株式会社リョケン

第88回 短観アンケート「2023年 春の実績 夏休みの見込み」

リョケンでは、全国の旅館・ホテル様を対象に、四半期ごとの実績や見込みをベースにした業界動向調査 「リョケン 短観アンケート」 を、継続的に行っております。
このほど、第 88回アンケート (6月実施分) の集計がまとまりましたので、以下の通りご報告させていただきます。
ご多忙のところご協力いただきました皆様には、心より御礼を申し上げます。

春の実績 - 単価、客数ともに前年を上回る

春(3月~5月)の実績についての回答をまとめました。今回調査結果とともに前回調査の「見込み」と前年調査の「実績」とを比較しています。

 

●基本宿泊単価・総宿泊単価
基本宿泊単価では「上昇傾向」との回答が72.8%と多数を占め、前回調査時の見込みを上回っています。前年に続き、さらに単価向上がすすめられていることがうかがえます。地域別では、関東、甲信越、北陸、四国・九州で「上昇傾向」が8割を超えています。

 

●客数傾向
客数傾向は、前回調査で「増加傾向」との見込みが半数であったのに対し、実績では61.2%となりました。一方で、約2割は「減少傾向」と回答しています。地域別では、「増加傾向」との回答が概ね6割を超えていますが、東海地域では33.3%にとどまっています。

 

●規模別客数傾向
規模別の客数傾向(当館)では、小・中規模で「増加傾向」が6割を超えていますが、大規模では55.2%と比較的低く、「減少傾向」と回答した施設が3割を超える結果となりました。

 

●コメントから見える全体的な傾向
単価、客数ともに6割以上が前年を上回る実績を上げており、コメントからみられたその要因として、全国旅行支援の駆け込み需要やインバウンドの回復などが挙げられています。

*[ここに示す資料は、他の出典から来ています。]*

//! 可取消的重试定时器
//!
//! 单次定时器，重新设置时先取消尚未触发的那一次。必须在
//! `tokio::task::LocalSet` 中使用。

use std::time::Duration;

use tokio::task::JoinHandle;

#[derive(Debug, Default)]
pub struct RetryTimer {
    handle: Option<JoinHandle<()>>,
}

impl RetryTimer {
    pub fn new() -> Self {
        Self::default()
    }

    /// 在 `delay` 之后执行 `on_fire`，取代任何尚未触发的定时
    pub fn arm<F>(&mut self, delay: Duration, on_fire: F)
    where
        F: FnOnce() + 'static,
    {
        self.stop();
        self.handle = Some(tokio::task::spawn_local(async move {
            tokio::time::sleep(delay).await;
            on_fire();
        }));
    }

    /// 取消尚未触发的定时
    pub fn stop(&mut self) {
        if let Some(handle) = self.handle.take() {
            handle.abort();
        }
    }

    /// 放弃句柄但不取消任务；由正在触发的回调自身调用
    pub fn disarm(&mut self) {
        self.handle = None;
    }

    pub fn is_armed(&self) -> bool {
        self.handle.as_ref().is_some_and(|handle| !handle.is_finished())
    }
}

impl Drop for RetryTimer {
    fn drop(&mut self) {
        self.stop();
    }
}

物価高騰も踏まえた単価の向上への努力も数多くコメントされていました。

88th.春の実績

夏休みの見込み - 単価維持するも集客動向は不透明

夏休み(7月下旬~8月)の見込みについての回答をまとめたものが右表です。

 

●基本宿泊単価・総宿泊単価
基本宿泊単価、総消費単価ともに「上昇傾向」が5割を超えており、「横ばい傾向」と合わせると9割を超えています。地域別では、甲信越で「上昇傾向」が7割となっていますが、その他地域でも大きな差はみられませんでした。

 

●客数傾向
客数傾向(当館)では「上昇傾向」との回答は4割、約2割が「減少傾向」とみられており、一部で厳しい見通しもあるようです。地域別では、「増加傾向」との回答が中国で66.7%、東海で53.3%と高くなっています。

 

●規模別客数傾向
規模別の客数傾向(当館)では、大規模で44.8%が「増加傾向」と回答しているのに対し、小規模施設では34.6%と低くなっており、中・小規模でより慎重な見通しがうかがえました。

 

●コメントから見える全体的な傾向
5類への分類移行もあり、アフターコロナでの旅行意欲の回復と3年ぶりの規制のない夏休みに期待する声がある一方で、全国旅行支援終了後の反動や、個人客の予約間際化、団体客の戻りの遅れといったコメントが目立ち、先行きへの不透明感が感じられます。エリアにもよりますが、インバウンドの増加についてのコメントも増えています。

 

商品整備に取り組んでいる施設もあり、単価の維持・向上への努力を続けられていますが、その中でも多くの施設で物価高騰や採用難に直面している状況が色濃くうかがえました。

88th.夏休みの見込

施設からのコメント(抜粋)

今回も多くのコメントをいただきました。

 

【いただいたコメント】

●ほぼすべてのプランの料金を上げました。全国割が終了してから少しブレーキがかかっています。(栃木県)
●3月まではそこそこ良かったが4月、5月と苦戦。GWは昨年並みに入ったがGW以降は不振。夏休みの動きも現在はほとんどない。(群馬県)
●人手不足で部屋数を制限しています。今後の課題となっています。(神奈川県)
●インバウンドが増加傾向だが、日本人旅行者は思ったほど伸びが少ない。昨年よりは多いが、コロナ前より日本人の動きが見えない。(新潟県)
●3月は安価プランにて集客に重点をおいた。4月、5月は単価重視での販売を行った。(長野県)
●電気代、ガス代の高騰を受けて4月より単価アップをした。
全国旅行支援、インバウンドの増加の追い風により客数は増加傾向。夏休みも客数は増加傾向。(山梨県)
●4室リニューアルしたため、それにともない客単価を少しづつアップすることに成功している。(静岡県)
●高付加価値化事業にて客室改装にともなう単価のUPを全体に実施したのが奏功。(三重県)
●日本国内旅行客のほか、インバウンドが徐々に戻っている。個人客だけでなく、グループ団体の問い合わせも増加していて、忙しかった。(兵庫県)
●個人客の動向はコロナ禍以前に戻りつつありますが、本来の、団体客が入る時期の回復が遅れている。(兵庫県)

弊社では、ひき続き皆様に有益な情報をお届けできるよう活動してまいります。
今後ともアンケートへのご協力を 賜りますよう、何卒よろしくお願い申し上げます。